Utilizing TruDiagnosis™ in medical practice

The doctor, nurse, or allied health professional first takes a patient sample – sputum, buccal swab, blood, etc., depending on the suspected infectious disease. The sample is introduced into a prepared syringe, which is then used to inject the sample into the test cartridge (microarray). The microarray is placed on the reader/controller loading platform and the “start” button depressed. All further processing is automated. Depending on the battery of tests being run, test results are available within 10 to 30 minutes.

Infectious disease tests under development

The following Akonni infectious disease tests are currently being utilized by the Federal government for medical surveillance and research purposes. Today, tests are available for research use only (RUO), see Table below. Application for FDA approval will be initiated shortly. There are more than two dozen additional infectious disease tests currently under development.

 

An additional test application under development is a comprehensive panel test for nosocomial infections – infections patents acquire during hospitalization. The incidence of nosocomial infections has been increasing; the CDC estimates that 2 million patients are affected per annum and 99,000 died last year as a result. Akonni is combining tests for the most common nosocomial infections into one low-cost test, so that it will be economical for a hospital to monitor all patients at intake and periodically throughout their stay. Given the timeliness of the test results, those patients harboring infections can then be immediately quarantined and given additional appropriate therapy.

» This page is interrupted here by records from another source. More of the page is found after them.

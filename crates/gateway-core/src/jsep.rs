//! The SDP negotiation bridge.
//!
//! Couples the opaque JSEP exchange between browser and plugin to the ICE
//! transport underneath a handle. SDP crossing a trust boundary is
//! anonymized (ICE credentials, fingerprint, and candidates stripped);
//! outbound SDP gets the gateway's own credentials and candidates merged in.
//! Full SDP parsing lives behind the ICE seam; this module only does the
//! line-level work the bridge itself owns.

use std::net::IpAddr;
use std::sync::Arc;
use std::time::Duration;

use serde::{Deserialize, Serialize};
use tracing::{debug, warn};

use crate::error::ApiError;
use crate::handle::Handle;
use crate::ice::IceLink;

/// Whether a JSEP carries an offer or an answer.
#[derive(Debug, Clone, Copy, PartialEq, Eq, Serialize, Deserialize)]
#[serde(rename_all = "lowercase")]
pub enum SdpKind {
    Offer,
    Answer,
}

impl SdpKind {
    pub fn parse(s: &str) -> Option<Self> {
        if s.eq_ignore_ascii_case("offer") {
            Some(SdpKind::Offer)
        } else if s.eq_ignore_ascii_case("answer") {
            Some(SdpKind::Answer)
        } else {
            None
        }
    }

    pub fn as_str(&self) -> &'static str {
        match self {
            SdpKind::Offer => "offer",
            SdpKind::Answer => "answer",
        }
    }
}

/// A `{type, sdp}` envelope.
#[derive(Debug, Clone, Serialize, Deserialize)]
pub struct Jsep {
    #[serde(rename = "type")]
    pub kind: SdpKind,
    pub sdp: String,
}

/// Media section counts from a pre-parse pass.
#[derive(Debug, Clone, Copy, PartialEq, Eq)]
pub struct SdpPreview {
    pub audio: usize,
    pub video: usize,
}

/// Cheap structural validation: a version line up front, `x=value` shaped
/// lines throughout, and a count of audio/video media sections.
pub fn preparse(sdp: &str) -> Result<SdpPreview, ApiError> {
    let mut lines = sdp.lines().map(str::trim_end).filter(|l| !l.is_empty());
    match lines.next() {
        Some("v=0") => {}
        _ => return Err(ApiError::JsepInvalidSdp),
    }
    let mut preview = SdpPreview { audio: 0, video: 0 };
    for line in lines {
        let mut chars = line.chars();
        let (Some(_), Some('=')) = (chars.next(), chars.next()) else {
            return Err(ApiError::JsepInvalidSdp);
        };
        if line.starts_with("m=audio") {
            preview.audio += 1;
        } else if line.starts_with("m=video") {
            preview.video += 1;
        }
    }
    Ok(preview)
}

const STRIPPED_ATTRIBUTES: [&str; 5] = [
    "a=ice-ufrag:",
    "a=ice-pwd:",
    "a=ice-options:",
    "a=fingerprint:",
    "a=candidate:",
];

/// Strip ICE credentials, fingerprint, and candidate lines. Idempotent.
pub fn anonymize(sdp: &str) -> String {
    let mut out = String::with_capacity(sdp.len());
    for line in sdp.lines().map(str::trim_end) {
        if line.is_empty() || STRIPPED_ATTRIBUTES.iter().any(|p| line.starts_with(p)) {
            continue;
        }
        out.push_str(line);
        out.push_str("\r\n");
    }
    out
}

/// What the merge step injects into an outbound SDP.
pub struct MergeContext {
    pub ufrag: String,
    pub pwd: String,
    pub fingerprint: String,
    pub audio_candidates: Vec<String>,
    pub video_candidates: Vec<String>,
    pub public_ip: Option<IpAddr>,
}

/// Inject the gateway's ICE credentials, fingerprint, and candidates into an
/// (anonymized) SDP, rewriting connection lines to the public address when
/// one is configured.
pub fn merge(sdp: &str, ctx: &MergeContext) -> String {
    let mut out = String::with_capacity(sdp.len() + 256);
    for line in sdp.lines().map(str::trim_end) {
        if line.is_empty() {
            continue;
        }
        if let Some(ip) = ctx.public_ip {
            if line.starts_with("c=IN IP4 ") {
                out.push_str(&format!("c=IN IP4 {ip}\r\n"));
                continue;
            }
        }
        out.push_str(line);
        out.push_str("\r\n");
        let candidates = if line.starts_with("m=audio") {
            Some(&ctx.audio_candidates)
        } else if line.starts_with("m=video") {
            Some(&ctx.video_candidates)
        } else {
            None
        };
        if let Some(candidates) = candidates {
            out.push_str(&format!("a=ice-ufrag:{}\r\n", ctx.ufrag));
            out.push_str(&format!("a=ice-pwd:{}\r\n", ctx.pwd));
            out.push_str(&format!("a=fingerprint:sha-256 {}\r\n", ctx.fingerprint));
            for candidate in candidates {
                out.push_str(&format!("a={candidate}\r\n"));
            }
        }
    }
    out
}

/// Remote → local: the browser supplied an offer or answer alongside a
/// `message`. Sets up ICE on the offer direction, hands the description to
/// the transport, installs remote candidates on the answer direction, and
/// returns the anonymized SDP for the plugin.
pub fn process_incoming(handle: &Arc<Handle>, kind: SdpKind, sdp: &str) -> Result<String, ApiError> {
    let preview = preparse(sdp)?;
    if preview.audio > 1 || preview.video > 1 {
        warn!(
            handle = handle.id(),
            audio = preview.audio,
            video = preview.video,
            "multiple media lines of one kind; only negotiating one"
        );
    }
    let ice = handle.ice();
    if kind == SdpKind::Offer {
        ice.setup_local(preview.audio > 0, preview.video > 0);
    }
    ice.apply_remote_description(sdp);
    if kind == SdpKind::Answer {
        install_remote_candidates(ice.as_ref());
    }
    Ok(anonymize(sdp))
}

/// Local → remote: a plugin produced an offer or answer for `push_event`.
/// Sets up ICE on the offer direction, waits for candidate gathering to
/// finish, anonymizes and merges the SDP, and installs remote candidates on
/// the answer direction.
pub async fn process_outgoing(
    handle: &Arc<Handle>,
    jsep: &Jsep,
    gathering_timeout: Duration,
    public_ip: Option<IpAddr>,
) -> Result<Jsep, ApiError> {
    let preview = preparse(&jsep.sdp)?;
    let ice = handle.ice();
    if jsep.kind == SdpKind::Offer {
        ice.setup_local(preview.audio > 0, preview.video > 0);
    }
    if ice.streams() > 0 {
        ice.wait_gathering(gathering_timeout).await.map_err(|e| {
            warn!(handle = handle.id(), error = ?e, "candidate gathering did not complete");
            ApiError::JsepInvalidSdp
        })?;
    }
    let stripped = anonymize(&jsep.sdp);
    let credentials = ice.local_credentials();
    let ctx = MergeContext {
        ufrag: credentials.ufrag,
        pwd: credentials.pwd,
        fingerprint: credentials.fingerprint,
        audio_candidates: ice
            .audio_stream()
            .map(|s| ice.local_candidates(s))
            .unwrap_or_default(),
        video_candidates: ice
            .video_stream()
            .map(|s| ice.local_candidates(s))
            .unwrap_or_default(),
        public_ip,
    };
    let merged = merge(&stripped, &ctx);
    if jsep.kind == SdpKind::Answer {
        debug!(handle = handle.id(), "answer merged; installing remote candidates");
        install_remote_candidates(ice.as_ref());
    }
    Ok(Jsep {
        kind: jsep.kind,
        sdp: merged,
    })
}

/// Install remote candidates for components 1 and 2 of each present stream.
fn install_remote_candidates(ice: &dyn IceLink) {
    for stream in [ice.audio_stream(), ice.video_stream()].into_iter().flatten() {
        ice.add_remote_candidates(stream, 1);
        ice.add_remote_candidates(stream, 2);
    }
}

#[cfg(test)]
mod tests {
    use super::*;

    const OFFER: &str = "v=0\r\n\
        o=- 1 1 IN IP4 192.0.2.10\r\n\
        s=session\r\n\
        t=0 0\r\n\
        m=audio 5000 RTP/SAVPF 111\r\n\
        c=IN IP4 192.0.2.10\r\n\
        a=ice-ufrag:abcd\r\n\
        a=ice-pwd:secret\r\n\
        a=fingerprint:sha-256 AA:BB\r\n\
        a=candidate:1 1 udp 1 192.0.2.10 5000 typ host\r\n\
        a=rtpmap:111 opus/48000/2\r\n\
        m=video 5002 RTP/SAVPF 100\r\n\
        c=IN IP4 192.0.2.10\r\n\
        a=rtpmap:100 VP8/90000\r\n";

    #[test]
    fn preparse_counts_media_sections() {
        let preview = preparse(OFFER).unwrap();
        assert_eq!(preview, SdpPreview { audio: 1, video: 1 });
    }

    #[test]
    fn preparse_rejects_garbage() {
        assert_eq!(preparse(""), Err(ApiError::JsepInvalidSdp));
        assert_eq!(preparse("not sdp at all"), Err(ApiError::JsepInvalidSdp));
        assert_eq!(preparse("v=0\r\nbroken line\r\n"), Err(ApiError::JsepInvalidSdp));
    }

    #[test]
    fn anonymize_strips_trust_boundary_lines() {
        let stripped = anonymize(OFFER);
        assert!(!stripped.contains("ice-ufrag"));
        assert!(!stripped.contains("ice-pwd"));
        assert!(!stripped.contains("fingerprint"));
        assert!(!stripped.contains("candidate"));
        assert!(stripped.contains("m=audio 5000 RTP/SAVPF 111"));
        assert!(stripped.contains("a=rtpmap:111 opus/48000/2"));
    }

    #[test]
    fn anonymize_is_idempotent() {
        let once = anonymize(OFFER);
        let twice = anonymize(&once);
        assert_eq!(once, twice);
    }

    #[test]
    fn merge_injects_credentials_per_media_section() {
        let ctx = MergeContext {
            ufrag: "uf".into(),
            pwd: "pw".into(),
            fingerprint: "FP".into(),
            audio_candidates: vec!["candidate:a 1 udp 1 198.51.100.1 1111 typ host".into()],
            video_candidates: vec!["candidate:v 1 udp 1 198.51.100.1 2222 typ host".into()],
            public_ip: Some("198.51.100.1".parse().unwrap()),
        };
        let merged = merge(&anonymize(OFFER), &ctx);
        assert_eq!(merged.matches("a=ice-ufrag:uf").count(), 2);
        assert_eq!(merged.matches("a=fingerprint:sha-256 FP").count(), 2);
        assert!(merged.contains("a=candidate:a 1 udp 1 198.51.100.1 1111 typ host"));
        assert!(merged.contains("a=candidate:v 1 udp 1 198.51.100.1 2222 typ host"));
        assert!(merged.contains("c=IN IP4 198.51.100.1"));
        assert!(!merged.contains("c=IN IP4 192.0.2.10"));
    }

    #[test]
    fn jsep_serializes_with_lowercase_type() {
        let jsep = Jsep {
            kind: SdpKind::Offer,
            sdp: "v=0".into(),
        };
        let value = serde_json::to_value(&jsep).unwrap();
        assert_eq!(value["type"], "offer");
        assert_eq!(value["sdp"], "v=0");
    }
}
//! Plugin handles: a session's attachment to one plugin instance.

use std::any::Any;
use std::sync::atomic::{AtomicBool, Ordering};
use std::sync::{Arc, RwLock, Weak};

use crate::ice::IceLink;
use crate::plugin::Plugin;

/// A handle binds a session to exactly one plugin for its whole lifetime and
/// owns the (future) WebRTC peer connection through its [`IceLink`].
///
/// The plugin reference is weak: the plugin directory owns plugins, and a
/// handle outliving its plugin (mid-shutdown) must observe that instead of
/// keeping the plugin alive.
pub struct Handle {
    id: u64,
    session_id: u64,
    plugin: Weak<dyn Plugin>,
    package: String,
    ice: Arc<dyn IceLink>,
    /// Opaque per-handle state owned by the plugin, released only through the
    /// plugin's `destroy_session`.
    plugin_state: RwLock<Option<Arc<dyn Any + Send + Sync>>>,
    detached: AtomicBool,
}

impl Handle {
    pub(crate) fn new(
        id: u64,
        session_id: u64,
        plugin: &Arc<dyn Plugin>,
        ice: Arc<dyn IceLink>,
    ) -> Self {
        Self {
            id,
            session_id,
            plugin: Arc::downgrade(plugin),
            package: plugin.package().to_owned(),
            ice,
            plugin_state: RwLock::new(None),
            detached: AtomicBool::new(false),
        }
    }

    pub fn id(&self) -> u64 {
        self.id
    }

    pub fn session_id(&self) -> u64 {
        self.session_id
    }

    /// Package name of the bound plugin, kept for event envelopes even after
    /// the plugin itself has gone away.
    pub fn package(&self) -> &str {
        &self.package
    }

    pub fn plugin(&self) -> Option<Arc<dyn Plugin>> {
        self.plugin.upgrade()
    }

    pub fn ice(&self) -> &Arc<dyn IceLink> {
        &self.ice
    }

    pub fn set_plugin_state(&self, state: Arc<dyn Any + Send + Sync>) {
        *self.plugin_state.write().unwrap() = Some(state);
    }

    /// Fetch the plugin-side state, downcast to the plugin's own type.
    pub fn plugin_state<T: Send + Sync + 'static>(&self) -> Option<Arc<T>> {
        let slot = self.plugin_state.read().unwrap();
        slot.as_ref().and_then(|state| state.clone().downcast::<T>().ok())
    }

    pub fn clear_plugin_state(&self) {
        *self.plugin_state.write().unwrap() = None;
    }

    pub fn is_detached(&self) -> bool {
        self.detached.load(Ordering::SeqCst)
    }

    pub(crate) fn mark_detached(&self) {
        self.detached.store(true, Ordering::SeqCst);
    }
}

impl std::fmt::Debug for Handle {
    fn fmt(&self, f: &mut std::fmt::Formatter<'_>) -> std::fmt::Result {
        f.debug_struct("Handle")
            .field("id", &self.id)
            .field("session", &self.session_id)
            .field("plugin", &self.package)
            .finish()
    }
}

Supplementing clinical judgment with molecular evidence

In summary, from a small non-invasive patient sample, Akonni’s technology enables a doctor to test a patient for a panel of common infectious diseases within a 30-minute appointment and at a fraction of the cost of today’s most common tests. The doctor will have an unprecedented amount of information to aid diagnosis; further, the doctor can be better informed as to alternative FDA-approved medications designed to treat the disease. Genetic analysis is finally beginning to dramatically improve the practice of medicine to the benefit of both the patient and the doctor, while at the same time lowering the cost of care.